How to Manage User State With Vuex and Firebase
This tutorial walks through adding Vuex to a simple VueJS Firebase app. We use Vuex to manage the logged in user state and display protected content.
The tutorial files are free to download on Github. This article will focus on code from the basic-auth branch. Where possible, comments have been added to explain what the code is doing. To get the site up and running on your local machine follow the instructions in the README file. The main directory we will be writing our code in is the src
directory. If you have built VueJS apps in the past, the set-up should be familiar to you.
Building on top of the previous tutorial, we will now look at how we can handle storing logged in users. When a user logs in we need a way to be able to store their details and check them from our routes and components.
The data store will need to be in one place so that all routes and components can have the data flow down to them. When a user logs out we will need to pass that information back up from a component to the store.
Vuex allows us to do what we need. It provides a store where all the shared data can live. Each component can then use and update that single data store. Let’s start by adding a store folder to our site and create a store.js file. We will need to pull in the Vuex library from NPM to use in our app (the project files already do this).
With Vuex installed we then include it in our store.js file and tell Vue that we want to use it. Now we will create the store using export const = new Vue.Store()
. Pass in the state property as an object where we add all the properties our app requires at the store level. With the store exported we can import it in our main.js
file and then add it to the Vue instance. The store data will now be available for us to use in our app using:
this.$store.state.propertyName;
Using Getters to Get the State
Accessing the store directly using this.$store.state.propertyName
is not very DRY. It would be much better if you could call a method which gets our properties for us. You could also use this method to perform extra calculations if required. This is where getters
come to our rescue.
Vuex allows us to define getters
in the store. You can think of them as computed properties for stores. Like computed properties, a getter’s result is cached based on its dependencies, and will only re-evaluate when some of its dependencies have changed.
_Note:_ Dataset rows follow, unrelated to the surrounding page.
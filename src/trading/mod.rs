//! Trading logic: confidence scoring, risk management, entry signals and the
//! position lifecycle.

pub mod confidence;
mod config;
mod lifecycle;
mod risk;
pub mod signal;

pub use config::{RiskConfig, SignalConfig};
pub use lifecycle::{check_exit, Decision, MarketView, PositionMachine};
pub use risk::{drawdown, EntryPlan, EntryValidation, RiskManager};
//! Loop orchestrator: one task that observes the market, decides, trades and
//! records, once per interval.

use std::sync::Arc;
use std::time::Duration;

use anyhow::{Context, Result};
use chrono::{DateTime, Utc};
use rust_decimal::prelude::FromPrimitive;
use rust_decimal::Decimal;
use tokio_util::sync::CancellationToken;
use tracing::{debug, error, info, warn};

use crate::config::EngineConfig;
use crate::exchange::{ExchangeError, ExchangeGateway, OrderRequest, RetryPolicy, Venue};
use crate::indicators::IndicatorSet;
use crate::models::{Position, TradeRecord};
use crate::notify::{self, Notifier};
use crate::state::SharedState;
use crate::trading::{confidence, Decision, MarketView, PositionMachine, RiskManager};

/// What a single tick did.
#[derive(Debug, Clone, PartialEq)]
pub enum TickOutcome {
    Held,
    Opened(Position),
    Closed(TradeRecord),
}

/// The trading loop and everything it owns.
pub struct Engine {
    config: Arc<EngineConfig>,
    gateway: Arc<dyn ExchangeGateway>,
    fallback: Option<Arc<dyn ExchangeGateway>>,
    state: SharedState,
    machine: PositionMachine,
    notifier: Arc<dyn Notifier>,
    retry: RetryPolicy,
}

impl Engine {
    pub fn new(
        config: Arc<EngineConfig>,
        gateway: Arc<dyn ExchangeGateway>,
        state: SharedState,
        notifier: Arc<dyn Notifier>,
    ) -> Self {
        let machine = PositionMachine::new(
            RiskManager::new(config.risk.clone()),
            config.signal.clone(),
        );
        Self {
            config,
            gateway,
            fallback: None,
            state,
            machine,
            notifier,
            retry: RetryPolicy::default(),
        }
    }

    /// Gateway to switch to when the live venue becomes unreachable.
    pub fn with_fallback(mut self, fallback: Option<Arc<dyn ExchangeGateway>>) -> Self {
        self.fallback = fallback;
        self
    }

    pub fn with_retry(mut self, retry: RetryPolicy) -> Self {
        self.retry = retry;
        self
    }

    pub fn venue(&self) -> Venue {
        self.gateway.venue()
    }

    /// Tick until `cancel` fires. A failed tick is logged, notified and
    /// followed by the error back-off instead of the regular interval.
    pub async fn run(mut self, cancel: CancellationToken) {
        info!(
            symbol = %self.config.symbol,
            timeframe = %self.config.timeframe,
            interval = self.config.loop_interval.as_secs(),
            venue = %self.venue(),
            "Trading loop started"
        );

        loop {
            if cancel.is_cancelled() {
                break;
            }

            let wait = match self.tick(Utc::now()).await {
                Ok(outcome) => {
                    debug!(?outcome, "Tick complete");
                    self.config.loop_interval
                }
                Err(e) => self.handle_tick_error(e).await,
            };

            tokio::select! {
                _ = cancel.cancelled() => break,
                _ = tokio::time::sleep(wait) => {}
            }
        }

        info!("Trading loop stopped");
    }

    /// Either switch venue (and retry soon) or report the error and back off.
    async fn handle_tick_error(&mut self, e: anyhow::Error) -> Duration {
        let transient = e
            .downcast_ref::<ExchangeError>()
            .is_some_and(ExchangeError::is_transient);

        if transient && self.switch_to_fallback(&format!("{e:#}")).await {
            return self.config.loop_interval;
        }

        error!(error = %format!("{e:#}"), "Error in trading loop");
        self.notifier
            .send(&notify::error_message(&format!("{e:#}"), Utc::now()))
            .await;
        self.config.error_backoff
    }

    /// Replace the live gateway with the fallback. Returns whether it switched.
    pub async fn switch_to_fallback(&mut self, reason: &str) -> bool {
        if !self.config.synthetic_fallback || self.gateway.venue() != Venue::Live {
            return false;
        }
        let Some(fallback) = self.fallback.take() else {
            return false;
        };

        let from = self.gateway.venue();
        let to = fallback.venue();
        self.gateway = fallback;

        let had_position = self
            .state
            .update(|s| {
                s.venue = to;
                s.has_position()
            })
            .await;
        if had_position {
            warn!("Switching venue with an open position, it will be managed on {to} prices");
        }

        warn!(from = %from, to = %to, reason = %reason, "Exchange unreachable, switched venue");
        self.notifier
            .send(&notify::venue_switched_message(from, to, reason, Utc::now()))
            .await;
        true
    }

    /// One observe, decide, act cycle.
    pub async fn tick(&mut self, now: DateTime<Utc>) -> Result<TickOutcome> {
        let gateway = self.gateway.clone();
        let symbol = self.config.symbol.as_str();
        let quote = self.config.quote_currency();

        let balances = self
            .retry
            .run("fetch_balance", || gateway.fetch_balance())
            .await
            .context("Failed to fetch balance")?;
        let free = balances.free(quote);
        debug!(
            free = %free,
            equity = %balances.total(quote),
            base_held = %balances.free(self.config.base_currency()),
            "Balance fetched"
        );

        self.state
            .update(|s| {
                s.record_balance(free);
                s.reset_daily_if_due(now);
            })
            .await;

        let candles = self
            .retry
            .run("fetch_ohlcv", || {
                gateway.fetch_ohlcv(symbol, &self.config.timeframe, self.config.candle_limit)
            })
            .await
            .context("Failed to fetch candles")?;

        let Some(close) = candles.latest_close() else {
            warn!(symbol, "No candles returned, skipping cycle");
            return Ok(TickOutcome::Held);
        };
        let Some(price) = Decimal::from_f64(close).map(|d| d.round_dp(8)) else {
            warn!(close, "Latest close is not a usable price, skipping cycle");
            return Ok(TickOutcome::Held);
        };

        let indicators = IndicatorSet::compute(&candles, &self.config.indicators);
        let risk = self.machine.risk();

        let snapshot = self
            .state
            .update(|s| {
                s.last_confidence = Some(confidence::score(&indicators, s.total_pnl));
                s.last_volatility = indicators.volatility;
                s.last_health_check = Some(now);
                s.reduce_risk_advised = risk.should_reduce_risk(s);
                s.clone()
            })
            .await;

        let view = MarketView {
            confidence: snapshot.last_confidence.unwrap_or(confidence::FALLBACK_CONFIDENCE),
            indicators,
            price,
            available_balance: free,
        };
        debug!(
            price = %view.price,
            confidence = view.confidence,
            volatility = ?view.indicators.volatility,
            rsi = ?view.indicators.rsi,
            balance = %free,
            "Market observed"
        );

        let decision = self
            .machine
            .decide(&snapshot, &view, self.config.trading_enabled, now);
        self.apply(decision, &snapshot.position, now).await
    }

    /// Submit the order for `decision` and only then record the transition.
    async fn apply(
        &self,
        decision: Decision,
        open: &Option<Position>,
        now: DateTime<Utc>,
    ) -> Result<TickOutcome> {
        let symbol = &self.config.symbol;

        match decision {
            Decision::Hold => Ok(TickOutcome::Held),

            Decision::Open(plan) => {
                let request = OrderRequest::market(symbol.clone(), plan.side, plan.quantity())
                    .with_leverage(plan.leverage)
                    .with_exits(plan.stop_loss_price, plan.take_profit_price);
                let order = self
                    .gateway
                    .create_market_order(&request)
                    .await
                    .context("Failed to open position")?;

                let position = plan.into_position(now);
                self.state
                    .update(|s| s.open_position(position.clone()))
                    .await
                    .context("Order filled but position could not be recorded")?;

                info!(
                    order_id = %order.id,
                    side = %position.side,
                    size = %position.size,
                    entry = %position.entry_price,
                    leverage = position.leverage,
                    "Position opened"
                );
                self.notifier
                    .send(&notify::trade_opened_message(symbol, &position))
                    .await;
                Ok(TickOutcome::Opened(position))
            }

            Decision::Close { reason, price } => {
                let position = open
                    .as_ref()
                    .context("Exit decided without an open position")?;
                let request =
                    OrderRequest::market(symbol.clone(), position.side.opposite(), position.quantity())
                        .with_leverage(position.leverage)
                        .closing();
                let order = self
                    .gateway
                    .create_market_order(&request)
                    .await
                    .context("Failed to close position")?;

                let record = self
                    .state
                    .update(|s| s.close_position(price, reason, now))
                    .await
                    .context("Close filled but trade could not be recorded")?;

                info!(
                    order_id = %order.id,
                    reason = %reason,
                    exit = %price,
                    pnl = %record.pnl,
                    "Position closed"
                );
                self.notifier
                    .send(&notify::trade_closed_message(symbol, &record))
                    .await;
                Ok(TickOutcome::Closed(record))
            }
        }
    }
}
pub const LIVE_BASE_URL: &str = "https://fapi.binance.com";
const DEFAULT_TIMEOUT: Duration = Duration::from_secs(30);
const RECV_WINDOW_MS: u64 = 60_000;

/// 24h ticker from /fapi/v1/ticker/24hr.
#[derive(Debug, Deserialize)]
#[serde(rename_all = "camelCase")]
struct TickerResponse {
    symbol: String,
    last_price: Decimal,
    high_price: Option<Decimal>,
    low_price: Option<Decimal>,
    volume: Option<Decimal>,
    close_time: Option<i64>,
}

/// Asset row from /fapi/v2/balance.
#[derive(Debug, Deserialize)]
#[serde(rename_all = "camelCase")]
struct BalanceResponse {
    asset: String,
    balance: Decimal,
    available_balance: Decimal,
}

/// Order acknowledgement from /fapi/v1/order.
#[derive(Debug, Deserialize)]
#[serde(rename_all = "camelCase")]
struct OrderResponse {
    order_id: u64,
    status: String,
    #[serde(default)]
    executed_qty: Option<Decimal>,
    #[serde(default)]
    avg_price: Option<Decimal>,
    #[serde(default)]
    update_time: Option<i64>,
}

/// Error body returned by the venue.
#[derive(Debug, Deserialize)]
struct ApiErrorBody {
    code: i64,
    msg: String,
}

/// Client for the futures REST API.
pub struct LiveExchange {
    client: Client,
    base_url: String,
    api_key: String,
    api_secret: String,
}

impl LiveExchange {
    /// Create a client against the production endpoint.
    pub fn new(api_key: String, api_secret: String) -> anyhow::Result<Self> {
        Self::with_base_url(LIVE_BASE_URL.to_string(), api_key, api_secret)
    }

    /// Create with custom base URL (for testnet).
    pub fn with_base_url(base_url: String, api_key: String, api_secret: String) -> anyhow::Result<Self> {
        let client = Client::builder()
            .timeout(DEFAULT_TIMEOUT)
            .build()
            .context("Failed to create HTTP client")?;

        Ok(Self {
            client,
            base_url: base_url.trim_end_matches('/').to_string(),
            api_key,
            api_secret,
        })
    }

    fn sign(&self, query: &str) -> Result<String, ExchangeError> {
        sign_query(&self.api_secret, query)
    }

    /// Build a signed request: params + timestamp + recvWindow, then signature.
    fn signed(
        &self,
        method: Method,
        path: &str,
        params: &[(&str, String)],
    ) -> Result<RequestBuilder, ExchangeError> {
        if self.api_key.is_empty() || self.api_secret.is_empty() {
            return Err(ExchangeError::Auth("API key and secret are required".to_string()));
        }

        let mut query = encode_params(params);
        if !query.is_empty() {
            query.push('&');
        }
        query.push_str(&format!(
            "recvWindow={}&timestamp={}",
            RECV_WINDOW_MS,
            Utc::now().timestamp_millis()
        ));
        let signature = self.sign(&query)?;

        let url = format!("{}{}?{}&signature={}", self.base_url, path, query, signature);
        Ok(self
            .client
            .request(method, url)
            .header("X-MBX-APIKEY", &self.api_key))
    }

    fn public(&self, path: &str, params: &[(&str, String)]) -> RequestBuilder {
        let query = encode_params(params);
        let url = if query.is_empty() {
            format!("{}{}", self.base_url, path)
        } else {
            format!("{}{}?{}", self.base_url, path, query)
        };
        self.client.get(url)
    }

    async fn send(&self, request: RequestBuilder, what: &str) -> Result<Response, ExchangeError> {
        let response = request.send().await.map_err(|e| {
            warn!(operation = what, error = %e, "Request failed");
            ExchangeError::Connectivity(format!("{what}: {e}"))
        })?;

        let status = response.status();
        if !status.is_success() {
            let body = response.text().await.unwrap_or_default();
            error!(operation = what, status = %status, body = %body, "Exchange returned an error");
            return Err(classify_status(status, &body));
        }
        Ok(response)
    }

    async fn json<T: DeserializeOwned>(&self, request: RequestBuilder, what: &str) -> Result<T, ExchangeError> {
        let response = self.send(request, what).await?;
        response
            .json()
            .await
            .map_err(|e| ExchangeError::Decode(format!("{what}: {e}")))
    }

    async fn set_leverage(&self, symbol: &str, leverage: u32) -> Result<(), ExchangeError> {
        let request = self.signed(
            Method::POST,
            "/fapi/v1/leverage",
            &[("symbol", symbol.to_string()), ("leverage", leverage.to_string())],
        )?;
        self.send(request, "set leverage").await?;
        info!(symbol, leverage, "Set leverage");
        Ok(())
    }

    /// Reduce-only trigger order on the closing side.
    async fn place_protective(
        &self,
        symbol: &str,
        pair: &str,
        side: Side,
        order_type: &str,
        trigger: Decimal,
        quantity: &str,
    ) -> Result<OrderResponse, ExchangeError> {
        let request = self.signed(
            Method::POST,
            "/fapi/v1/order",
            &[
                ("symbol", symbol.to_string()),
                ("side", side.as_str().to_string()),
                ("type", order_type.to_string()),
                ("quantity", quantity.to_string()),
                ("stopPrice", format_price(pair, trigger)),
                ("reduceOnly", "true".to_string()),
                ("newClientOrderId", Uuid::new_v4().simple().to_string()),
            ],
        )?;
        self.json(request, order_type).await
    }
}
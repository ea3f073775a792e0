//! Data models for candles, positions, and closed trades.

mod candle;
mod position;
mod trade;

pub use candle::{parse_timeframe, Candle, CandleSeries};
pub use position::Position;
pub use trade::{ExitReason, Side, TradeRecord};
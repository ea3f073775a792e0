//! Engine configuration.
//!
//! Values come from command-line flags with environment fallbacks (a `.env`
//! file is loaded first in `main`). Percentages are entered as percents and
//! stored as fractions.

use std::time::Duration;

use clap::{ArgAction, Args};
use rust_decimal::Decimal;
use rust_decimal_macros::dec;
use thiserror::Error;
use tracing::warn;

use crate::exchange::{split_symbol, Venue};
use crate::indicators::IndicatorSettings;
use crate::trading::{RiskConfig, SignalConfig};

/// Configuration problems that refuse start-up.
#[derive(Debug, Error, PartialEq, Eq)]
pub enum ConfigError {
    #[error("missing credentials: {}", .0.join(", "))]
    MissingCredentials(Vec<String>),

    #[error("invalid configuration: {0}")]
    Invalid(String),
}

/// Effective engine configuration.
#[derive(Debug, Clone, PartialEq)]
pub struct EngineConfig {
    pub symbol: String,
    pub timeframe: String,

    /// Candles requested per tick
    pub candle_limit: usize,

    pub loop_interval: Duration,

    /// Sleep after a failed tick
    pub error_backoff: Duration,

    pub trading_enabled: bool,
    pub notifications_enabled: bool,

    pub exchange_mode: Venue,

    /// Switch to the synthetic venue on live connectivity loss
    pub synthetic_fallback: bool,
    pub synthetic_seed: u64,

    /// Accepted for compatibility, only one position is ever held
    pub max_open_positions: u32,

    /// Bounded wait for tasks on stop
    pub shutdown_timeout: Duration,

    pub indicators: IndicatorSettings,
    pub signal: SignalConfig,
    pub risk: RiskConfig,
}

impl Default for EngineConfig {
    fn default() -> Self {
        Self {
            symbol: "BTC/USDT".to_string(),
            timeframe: "5m".to_string(),
            candle_limit: 100,
            loop_interval: Duration::from_secs(30),
            error_backoff: Duration::from_secs(30),
            trading_enabled: true,
            notifications_enabled: true,
            exchange_mode: Venue::Live,
            synthetic_fallback: true,
            synthetic_seed: 42,
            max_open_positions: 1,
            shutdown_timeout: Duration::from_secs(15),
            indicators: IndicatorSettings::default(),
            signal: SignalConfig::default(),
            risk: RiskConfig::default(),
        }
    }
}

impl EngineConfig {
    /// Reject inconsistent values.
    pub fn validate(&self) -> Result<(), ConfigError> {
        let invalid = |msg: String| Err(ConfigError::Invalid(msg));

        if split_symbol(&self.symbol).is_none() {
            return invalid(format!("symbol '{}' must look like BASE/QUOTE", self.symbol));
        }
        if crate::models::parse_timeframe(&self.timeframe).is_none() {
            return invalid(format!("unsupported timeframe '{}'", self.timeframe));
        }
        if self.candle_limit == 0 {
            return invalid("candle limit must be positive".into());
        }
        if self.loop_interval.is_zero() {
            return invalid("loop interval must be positive".into());
        }

        let risk = &self.risk;
        if risk.min_leverage == 0 || risk.min_leverage > risk.max_leverage {
            return invalid(format!(
                "leverage bounds {}..{} are inconsistent",
                risk.min_leverage, risk.max_leverage
            ));
        }
        if risk.min_take_profit_pct > risk.max_take_profit_pct {
            return invalid(format!(
                "take-profit bounds {}..{} are inconsistent",
                risk.min_take_profit_pct, risk.max_take_profit_pct
            ));
        }
        for (name, value) in [
            ("position size", risk.position_size_pct),
            ("stop loss", risk.stop_loss_pct),
            ("min take profit", risk.min_take_profit_pct),
            ("max take profit", risk.max_take_profit_pct),
            ("max drawdown", risk.max_drawdown_pct),
        ] {
            if value <= Decimal::ZERO || value > Decimal::ONE {
                return invalid(format!("{name} fraction {value} is outside (0, 1]"));
            }
        }
        if risk.max_daily_trades == 0 {
            return invalid("max daily trades must be positive".into());
        }
        if risk.max_position_age_hours <= 0 {
            return invalid("max position age must be positive".into());
        }

        let signal = &self.signal;
        if signal.rsi_oversold >= signal.rsi_overbought {
            return invalid(format!(
                "RSI oversold {} must be below overbought {}",
                signal.rsi_oversold, signal.rsi_overbought
            ));
        }

        let ind = &self.indicators;
        if ind.rsi_period == 0 || ind.ema_short == 0 || ind.ema_medium == 0 || ind.ema_long == 0 {
            return invalid("indicator periods must be positive".into());
        }
        if ind.window < 2 {
            return invalid("rolling window needs at least two bars".into());
        }

        if self.max_open_positions != 1 {
            warn!(
                max_open_positions = self.max_open_positions,
                "Only one position is held at a time, setting ignored"
            );
        }
        Ok(())
    }

    pub fn base_currency(&self) -> &str {
        split_symbol(&self.symbol).map(|(base, _)| base).unwrap_or("BTC")
    }

    pub fn quote_currency(&self) -> &str {
        split_symbol(&self.symbol).map(|(_, quote)| quote).unwrap_or("USDT")
    }
}

impl std::fmt::Display for EngineConfig {
    fn fmt(&self, f: &mut std::fmt::Formatter<'_>) -> std::fmt::Result {
        let pct = |d: Decimal| (d * dec!(100)).normalize();
        let risk = &self.risk;
        let signal = &self.signal;
        let ind = &self.indicators;

        writeln!(f, "=== Engine Configuration ===\n")?;
        writeln!(f, "Market:")?;
        writeln!(f, "  Symbol:               {}", self.symbol)?;
        writeln!(f, "  Timeframe:            {}", self.timeframe)?;
        writeln!(f, "  Candles per tick:     {}", self.candle_limit)?;
        writeln!(f, "  Exchange mode:        {}", self.exchange_mode)?;
        writeln!(f, "  Synthetic fallback:   {}", self.synthetic_fallback)?;
        writeln!(f, "  Synthetic seed:       {}", self.synthetic_seed)?;

        writeln!(f, "\nLoop:")?;
        writeln!(f, "  Interval:             {}s", self.loop_interval.as_secs())?;
        writeln!(f, "  Error back-off:       {}s", self.error_backoff.as_secs())?;
        writeln!(f, "  Trading active:       {}", self.trading_enabled)?;
        writeln!(f, "  Notifications:        {}", self.notifications_enabled)?;

        writeln!(f, "\nRisk:")?;
        writeln!(f, "  Position size:        {}%", pct(risk.position_size_pct))?;
        writeln!(f, "  Leverage:             {}x - {}x", risk.min_leverage, risk.max_leverage)?;
        writeln!(f, "  Stop loss:            {}%", pct(risk.stop_loss_pct))?;
        writeln!(
            f,
            "  Take profit:          {}% - {}%",
            pct(risk.min_take_profit_pct),
            pct(risk.max_take_profit_pct)
        )?;
        writeln!(f, "  Max drawdown:         {}%", pct(risk.max_drawdown_pct))?;
        writeln!(f, "  Max daily trades:     {}", risk.max_daily_trades)?;
        writeln!(f, "  Max position age:     {}h", risk.max_position_age_hours)?;

        writeln!(f, "\nSignals:")?;
        writeln!(f, "  RSI period:           {}", ind.rsi_period)?;
        writeln!(f, "  RSI overbought:       {}", signal.rsi_overbought)?;
        writeln!(f, "  RSI oversold:         {}", signal.rsi_oversold)?;
        writeln!(f, "  EMA periods:          {}/{}/{}", ind.ema_short, ind.ema_medium, ind.ema_long)?;
        write!(f, "  Volume threshold:     {}x", signal.volume_threshold)
    }
}

/// Command-line and environment surface for [`EngineConfig`].
#[derive(Debug, Clone, Args)]
pub struct ConfigArgs {
    /// Trading pair, BASE/QUOTE
    #[arg(long, env = "TRADING_SYMBOL", default_value = "BTC/USDT")]
    pub symbol: String,

    /// Candle timeframe (1m, 5m, 1h, ...)
    #[arg(long, env = "TIMEFRAME", default_value = "5m")]
    pub timeframe: String,

    /// Share of the free balance committed per trade, in percent
    #[arg(long, env = "POSITION_SIZE_PERCENTAGE", default_value = "25")]
    pub position_size_percentage: Decimal,

    #[arg(long, env = "MAX_LEVERAGE", default_value_t = 20)]
    pub max_leverage: u32,

    #[arg(long, env = "MIN_LEVERAGE", default_value_t = 5)]
    pub min_leverage: u32,

    /// Stop-loss distance in percent
    #[arg(long, env = "STOP_LOSS_PERCENTAGE", default_value = "3")]
    pub stop_loss_percentage: Decimal,

    #[arg(long, env = "MIN_TAKE_PROFIT_PERCENTAGE", default_value = "6")]
    pub min_take_profit_percentage: Decimal,

    #[arg(long, env = "MAX_TAKE_PROFIT_PERCENTAGE", default_value = "8")]
    pub max_take_profit_percentage: Decimal,

    #[arg(long, env = "RSI_PERIOD", default_value_t = 14)]
    pub rsi_period: usize,

    #[arg(long, env = "RSI_OVERBOUGHT", default_value_t = 70.0)]
    pub rsi_overbought: f64,

    #[arg(long, env = "RSI_OVERSOLD", default_value_t = 30.0)]
    pub rsi_oversold: f64,

    #[arg(long, env = "EMA_SHORT", default_value_t = 9)]
    pub ema_short: usize,

    #[arg(long, env = "EMA_MEDIUM", default_value_t = 21)]
    pub ema_medium: usize,

    #[arg(long, env = "EMA_LONG", default_value_t = 50)]
    pub ema_long: usize,

    /// Volume-to-average ratio required for an entry
    #[arg(long, env = "VOLUME_THRESHOLD", default_value_t = 1.5)]
    pub volume_threshold: f64,

    #[arg(long, env = "MAX_DRAWDOWN_PERCENTAGE", default_value = "15")]
    pub max_drawdown_percentage: Decimal,

    #[arg(long, env = "MAX_DAILY_TRADES", default_value_t = 5)]
    pub max_daily_trades: u32,

    #[arg(long, env = "MAX_OPEN_POSITIONS", default_value_t = 1)]
    pub max_open_positions: u32,

    /// Hours before a position is force-closed
    #[arg(long, env = "MAX_POSITION_AGE_HOURS", default_value_t = 24)]
    pub max_position_age_hours: i64,

    /// Seconds between ticks
    #[arg(long, env = "LOOP_INTERVAL", default_value_t = 30)]
    pub loop_interval: u64,

    /// Seconds to wait after a failed tick
    #[arg(long, env = "ERROR_BACKOFF", default_value_t = 30)]
    pub error_backoff: u64,

    #[arg(long, env = "TRADING_ACTIVE", default_value_t = true, action = ArgAction::Set)]
    pub trading_active: bool,

    #[arg(long, env = "NOTIFICATION_ACTIVE", default_value_t = true, action = ArgAction::Set)]
    pub notification_active: bool,

    /// live or synthetic
    #[arg(long, env = "EXCHANGE_MODE", default_value = "live")]
    pub exchange_mode: Venue,

    #[arg(long, env = "SYNTHETIC_FALLBACK", default_value_t = true, action = ArgAction::Set)]
    pub synthetic_fallback: bool,

    #[arg(long, env = "SYNTHETIC_SEED", default_value_t = 42)]
    pub synthetic_seed: u64,
}

impl ConfigArgs {
    /// Convert to a validated [`EngineConfig`].
    pub fn into_config(self) -> Result<EngineConfig, ConfigError> {
        let fraction = |pct: Decimal| pct / dec!(100);
        let defaults = EngineConfig::default();

        let config = EngineConfig {
            symbol: self.symbol.trim().to_uppercase(),
            timeframe: self.timeframe,
            loop_interval: Duration::from_secs(self.loop_interval),
            error_backoff: Duration::from_secs(self.error_backoff),
            trading_enabled: self.trading_active,
            notifications_enabled: self.notification_active,
            exchange_mode: self.exchange_mode,
            synthetic_fallback: self.synthetic_fallback,
            synthetic_seed: self.synthetic_seed,
            max_open_positions: self.max_open_positions,
            indicators: IndicatorSettings {
                rsi_period: self.rsi_period,
                ema_short: self.ema_short,
                ema_medium: self.ema_medium,
                ema_long: self.ema_long,
                ..defaults.indicators
            },
            signal: SignalConfig {
                rsi_overbought: self.rsi_overbought,
                rsi_oversold: self.rsi_oversold,
                volume_threshold: self.volume_threshold,
                ..defaults.signal
            },
            risk: RiskConfig {
                position_size_pct: fraction(self.position_size_percentage),
                min_leverage: self.min_leverage,
                max_leverage: self.max_leverage,
                stop_loss_pct: fraction(self.stop_loss_percentage),
                min_take_profit_pct: fraction(self.min_take_profit_percentage),
                max_take_profit_pct: fraction(self.max_take_profit_percentage),
                max_drawdown_pct: fraction(self.max_drawdown_percentage),
                max_daily_trades: self.max_daily_trades,
                max_position_age_hours: self.max_position_age_hours,
            },
            ..defaults
        };

        config.validate()?;
        Ok(config)
    }
}

/// Secrets read from the environment. Never printed.
#[derive(Clone, Default)]
pub struct Credentials {
    pub api_key: Option<String>,
    pub api_secret: Option<String>,
    pub telegram_token: Option<String>,
    pub telegram_chat_id: Option<String>,
}

impl std::fmt::Debug for Credentials {
    fn fmt(&self, f: &mut std::fmt::Formatter<'_>) -> std::fmt::Result {
        let mask = |v: &Option<String>| if v.is_some() { "<set>" } else { "<unset>" };
        f.debug_struct("Credentials")
            .field("api_key", &mask(&self.api_key))
            .field("api_secret", &mask(&self.api_secret))
            .field("telegram_token", &mask(&self.telegram_token))
            .field("telegram_chat_id", &mask(&self.telegram_chat_id))
            .finish()
    }
}

impl Credentials {
    pub fn from_env() -> Self {
        let var = |name: &str| {
            std::env::var(name)
                .ok()
                .map(|v| v.trim().to_string())
                .filter(|v| !v.is_empty())
        };
        Self {
            api_key: var("API_KEY"),
            api_secret: var("API_SECRET"),
            telegram_token: var("TELEGRAM_TOKEN"),
            telegram_chat_id: var("TELEGRAM_CHAT_ID"),
        }
    }

    /// Names of the credentials `config` requires but which are unset.
    pub fn missing(&self, config: &EngineConfig) -> Vec<String> {
        let mut missing = Vec::new();
        if config.exchange_mode == Venue::Live {
            if self.api_key.is_none() {
                missing.push("API_KEY".to_string());
            }
            if self.api_secret.is_none() {
                missing.push("API_SECRET".to_string());
            }
        }
        if config.notifications_enabled {
            if self.telegram_token.is_none() {
                missing.push("TELEGRAM_TOKEN".to_string());
            }
            if self.telegram_chat_id.is_none() {
                missing.push("TELEGRAM_CHAT_ID".to_string());
            }
        }
        missing
    }

    pub fn require(&self, config: &EngineConfig) -> Result<(), ConfigError> {
        let missing = self.missing(config);
        if missing.is_empty() {
            Ok(())
        } else {
            Err(ConfigError::MissingCredentials(missing))
        }
    }
}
We add getters to our store.js
file in the store instance. They are set as methods on the getters object. Here we have access to our state using the state argument:
getUser: (state) => state.user; // ES6 function
This simple getter returns our user property from the state. We can now use it in any of our components by calling:
this.$store.getters.getUser;
While the example here is basic, it shows how you can now reuse this code throughout our app. If you need to change how that method works, you only change it in one place.
Using Mutations to Change the State
It is also a good idea to have a single place to change the state of our store. That way components can manipulate the state and update all instances.
Mutations are what Vuex uses to perform these tasks. We add mutations to our store.js file in the store instance. Components run these methods to update the state across the app. They can then listen for these changes through the getters
we have set.
In our app, we create a mutation that reaches out to Firebase and sets the current logged-in user. If there isn’t anybody logged in, the Firebase auth method returns null
.
SET_USER: (state) => {
state.user = firebase.auth().currentUser;
};
Our app can now have one single place to check for logged-in users. All components can use this to access user details and load the relevant UI.
Using Actions to Commit Mutations
The final part of this Vuex journey is to understand how actions work. Mutations can only run synchronously, we actually want this behaviour from them. By running a synchronous method you can reliably know that it will change the state when you need it.
Suppose we want to make an asynchronous call to a 3rd party API though, how would we do that? We add an action to commit a mutation only when the asynchronous method is complete. That way we can run asynchronous code and only commit to state once the data is returned. Let’s have a look how we do this in our app.
We trigger actions with the store.dispatch
method. In our App.js component, when the Vue instance is first created, we fire the setUsermethod
. This then executes this.$store.dispatch(‘setUser’);
an action in our store.js file. Let’s now look at the setUser
action which is set as a method.
setUser: (context) => {
context.commit("SET_USER");
};
Here we pass in the context
that is available from Vuex and gives us access to the commit
method. The commit
method takes the mutation you would like to run as a string argument ('SET_USER’
).
Putting it all Together
The diagram above (taken from the Vuex docs) summarises how the 3 key parts of Vuex work together to serve data to our components. For this tutorial, Vuex may well be overkill, but it demonstrates how we can keep our data in sync with all the components in our app.
Vuex solved the problem of knowing when a user is signed-in so that we can display links in the navigation. Take a look at the Header.vue component.
In the header we are displaying links depending on whether a user is signed-in. All we need to do is add v-if=”!user”
to each of our router-link components. The user variable is a computed property, it returns the user object or null
if someone is signed-in or not. We are also displaying the users email from Firebase and if this is updated our app would automatically display the new email address.